Erythravine is a tetrahydroisoquinoline alkaloid found in the plant Erythrina mulungu and other species of the genus Erythrina.

== Biological activity ==
Some laboratory research has investigated the biological activity of erythravine, but the relevance to effects in humans is unknown.

=== Nicotinic acetylcholine receptor ===
It has been shown to be a potent nicotinic receptor antagonist in animal models with an IC50 of 6μM at the α7 site and 13 nM for the α4β2 receptor.

=== Anxiolytic ===
It appears to have anxiolytic effects in animal models of anxiety.
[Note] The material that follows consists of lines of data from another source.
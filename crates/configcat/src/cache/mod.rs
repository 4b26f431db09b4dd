//! # Config Cache
//!
//! Pluggable storage for the last downloaded configuration.
//!
//! ## Cache Types
//!
//! * [`NullConfigCache`] - stores nothing, the client keeps the config in memory only
//! * [`InMemoryConfigCache`] - process local map, shared between clients that use the same instance
//! * custom implementations of [`ConfigCache`], e.g. backed by a file or a key-value store
//!
//! The client never hands raw keys to a cache: it wraps every cache in a
//! [`ConfigJsonCache`] that derives a stable key from the SDK key and
//! serializes the config together with its ETag and fetch time.

mod in_memory;
mod json_cache;

pub use in_memory::InMemoryConfigCache;
pub use json_cache::ConfigJsonCache;

use crate::error::Result;

/// Core trait defining config cache behavior
pub trait ConfigCache: Send + Sync + std::fmt::Debug {
    /// Reads the value stored under `key`
    fn read(&self, key: &str) -> Result<Option<String>>;
    /// Stores `value` under `key`
    fn write(&self, key: &str, value: &str) -> Result<()>;
}

#[derive(Debug, Clone, Copy, Default)]
pub struct NullConfigCache;

impl ConfigCache for NullConfigCache {
    fn read(&self, _key: &str) -> Result<Option<String>> {
        Ok(None)
    }

    fn write(&self, _key: &str, _value: &str) -> Result<()> {
        Ok(())
    }
}
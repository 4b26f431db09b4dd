use super::{ConfigurationChangeListener, FetchOutcome, PolicyCore, RefreshPolicy, RefreshResult};
use crate::error::{ConfigCatError, Result};
use crate::hooks::ClientReadyState;
use crate::model::Entry;
use crate::parser::ConfigurationParser;
use async_trait::async_trait;
use std::fmt;
use std::sync::{Arc, Mutex};
use std::time::Duration;
use tokio::sync::watch;
use tokio::task::JoinHandle;
use tokio::time::MissedTickBehavior;
use tracing::{debug, instrument, warn};

struct Poller {
    core: Arc<PolicyCore>,
    listeners: Vec<Arc<dyn ConfigurationChangeListener>>,
    parser: ConfigurationParser,
    initialized: watch::Sender<bool>,
    interval: Duration,
}

impl Poller {
    async fn poll(&self) -> FetchOutcome {
        let outcome = self.core.fetch_if_newer().await;
        match &outcome {
            FetchOutcome::Changed(entry) => {
                for listener in &self.listeners {
                    listener.on_configuration_changed(&self.parser, &entry.json);
                }
                self.set_initialized(ClientReadyState::HasUpToDateFlagData);
            }
            FetchOutcome::Unchanged(_) => {
                self.set_initialized(ClientReadyState::HasUpToDateFlagData)
            }
            FetchOutcome::Failed(_) => self.set_initialized(self.core.cache_state(self.interval)),
        }
        outcome
    }

    fn set_initialized(&self, state: ClientReadyState) {
        self.initialized.send_if_modified(|initialized| {
            let changed = !*initialized;
            *initialized = true;
            changed
        });
        self.core.hooks().invoke_on_client_ready(state);
    }
}

/// Fetches the config on a fixed interval from a background task.
pub struct AutoPollingPolicy {
    poller: Arc<Poller>,
    initialized: watch::Receiver<bool>,
    max_init_wait: Duration,
    tasks: Mutex<Vec<JoinHandle<()>>>,
}

impl fmt::Debug for AutoPollingPolicy {
    fn fmt(&self, f: &mut fmt::Formatter<'_>) -> fmt::Result {
        f.debug_struct("AutoPollingPolicy")
            .field("interval", &self.poller.interval)
            .field("max_init_wait", &self.max_init_wait)
            .finish_non_exhaustive()
    }
}

impl AutoPollingPolicy {
    /// Starts polling on the current tokio runtime.
    pub(crate) fn new(
        core: Arc<PolicyCore>,
        interval: Duration,
        max_init_wait: Duration,
        listeners: Vec<Arc<dyn ConfigurationChangeListener>>,
    ) -> Result<Self> {
        let runtime = tokio::runtime::Handle::try_current().map_err(|_| {
            ConfigCatError::Config("auto polling requires a running tokio runtime".to_string())
        })?;

        let (sender, initialized) = watch::channel(false);
        let poller = Arc::new(Poller {
            core,
            listeners,
            parser: ConfigurationParser::new(),
            initialized: sender,
            interval,
        });

        let cached_is_fresh = poller.core.cached().is_fresh(interval);
        if cached_is_fresh {
            debug!("Cached config is up to date, skipping the initial fetch");
            poller.set_initialized(ClientReadyState::HasUpToDateFlagData);
        }

        let polling = {
            let poller = poller.clone();
            runtime.spawn(async move {
                let mut ticker = tokio::time::interval(interval);
                ticker.set_missed_tick_behavior(MissedTickBehavior::Delay);
                let mut skip = cached_is_fresh;
                loop {
                    ticker.tick().await;
                    if std::mem::take(&mut skip) || poller.core.is_offline() {
                        continue;
                    }
                    poller.poll().await;
                }
            })
        };

        let init_timer = {
            let poller = poller.clone();
            runtime.spawn(async move {
                tokio::time::sleep(max_init_wait).await;
                if !*poller.initialized.borrow() {
                    warn!(
                        "max_init_wait_time_in_seconds for the very first fetch reached ({:?}). Returning cached config.",
                        max_init_wait
                    );
                    poller.set_initialized(poller.core.cache_state(interval));
                }
            })
        };

        Ok(Self {
            poller,
            initialized,
            max_init_wait,
            tasks: Mutex::new(vec![polling, init_timer]),
        })
    }
}

#[async_trait]
impl RefreshPolicy for AutoPollingPolicy {
    #[instrument(skip(self))]
    async fn get_config(&self) -> Entry {
        let initialized = *self.initialized.borrow();
        if !initialized {
            let mut receiver = self.initialized.clone();
            let wait = async move { receiver.wait_for(|ready| *ready).await.map(|_| ()) };
            if tokio::time::timeout(self.max_init_wait, wait).await.is_err() {
                debug!("Waiting for the first fetch timed out");
            }
        }
        self.poller.core.cached()
    }

    async fn refresh(&self) -> RefreshResult {
        self.poller.poll().await.to_refresh_result()
    }

    fn set_offline(&self, offline: bool) {
        self.poller.core.set_offline(offline);
    }

    fn is_offline(&self) -> bool {
        self.poller.core.is_offline()
    }

    fn close(&self) {
        if let Ok(mut tasks) = self.tasks.lock() {
            for task in tasks.drain(..) {
                task.abort();
            }
        }
    }
}

impl Drop for AutoPollingPolicy {
    fn drop(&mut self) {
        self.close();
    }
}
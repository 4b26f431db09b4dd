#![allow(dead_code)]

use serde_json::json;
use std::time::Duration;
use wiremock::matchers::{method, path};
use wiremock::{Mock, MockServer, ResponseTemplate};

/// A config covering every setting type, a targeting rule and a percentage rollout.
pub fn sample_config() -> serde_json::Value {
    json!({
        "p": {"u": "https://cdn-global.configcat.com", "r": 0},
        "f": {
            "keyBool": {"v": true, "t": 0, "i": "bool-default"},
            "keyInteger": {"v": 42, "t": 2, "i": "int-default"},
            "keyDouble": {"v": 2.5, "t": 3, "i": "double-default"},
            "keyString": {"v": "hello", "t": 1, "i": "string-default"},
            "bool30TrueAdvancedRules": {
                "v": false,
                "t": 0,
                "i": "advanced-default",
                "r": [
                    {"v": true, "a": "Email", "t": 2, "c": "@example.com", "i": "advanced-email"}
                ]
            },
            "rollout": {
                "v": "off",
                "t": 1,
                "i": "rollout-default",
                "p": [
                    {"v": "none", "p": 0, "i": "rollout-none"},
                    {"v": "all", "p": 100, "i": "rollout-all"}
                ]
            }
        }
    })
}

/// The same config with `keyString` changed.
pub fn changed_config() -> serde_json::Value {
    let mut config = sample_config();
    config["f"]["keyString"]["v"] = json!("changed");
    config
}

pub fn config_path(sdk_key: &str) -> String {
    format!("/configuration-files/{}/config_v5.json", sdk_key)
}

/// Mock CDN serving `body` for `sdk_key`.
pub async fn start_cdn(sdk_key: &str, body: serde_json::Value) -> MockServer {
    let server = MockServer::start().await;
    Mock::given(method("GET"))
        .and(path(config_path(sdk_key)))
        .respond_with(ResponseTemplate::new(200).set_body_json(body))
        .mount(&server)
        .await;
    server
}

/// Mock CDN that answers every request with `status`.
pub async fn start_failing_cdn(sdk_key: &str, status: u16) -> MockServer {
    let server = MockServer::start().await;
    Mock::given(method("GET"))
        .and(path(config_path(sdk_key)))
        .respond_with(ResponseTemplate::new(status))
        .mount(&server)
        .await;
    server
}

/// Polls `condition` until it holds or `timeout` elapses.
pub async fn wait_until<F>(timeout: Duration, mut condition: F) -> bool
where
    F: FnMut() -> bool,
{
    let deadline = tokio::time::Instant::now() + timeout;
    while tokio::time::Instant::now() < deadline {
        if condition() {
            return true;
        }
        tokio::time::sleep(Duration::from_millis(50)).await;
    }
    condition()
}
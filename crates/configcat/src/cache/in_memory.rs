//! # In-Memory Config Cache
//!
//! HashMap-based cache, handy for tests and for sharing the last config
//! between client instances of the same process.

use super::ConfigCache;
use crate::error::{ConfigCatError, Result};
use std::collections::HashMap;
use std::sync::RwLock;

#[derive(Debug, Default)]
pub struct InMemoryConfigCache {
    cache: RwLock<HashMap<String, String>>,
}

impl InMemoryConfigCache {
    pub fn new() -> Self {
        Self::default()
    }

    pub fn len(&self) -> usize {
        self.cache.read().map(|c| c.len()).unwrap_or_default()
    }

    pub fn is_empty(&self) -> bool {
        self.len() == 0
    }
}

impl ConfigCache for InMemoryConfigCache {
    fn read(&self, key: &str) -> Result<Option<String>> {
        let cache = self
            .cache
            .read()
            .map_err(|e| ConfigCatError::Cache(e.to_string()))?;
        Ok(cache.get(key).cloned())
    }

    fn write(&self, key: &str, value: &str) -> Result<()> {
        let mut cache = self
            .cache
            .write()
            .map_err(|e| ConfigCatError::Cache(e.to_string()))?;
        cache.insert(key.to_string(), value.to_string());
        Ok(())
    }
}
Further studies suggest that the anxiolytic effects are only reproducible with the whole extract of Erythrina mulungu but not with the pure alkaloids.

=== Anticonvulsant ===
Erythravine inhibited seizures evoked by bicuculline, pentylenetetrazole, and kainic acid as well as increasing the latency of seizures induced by NMDA. Treatment with erythravine prevented death in all the animals tested with the four convulsants except a few of those treated with kainic acid.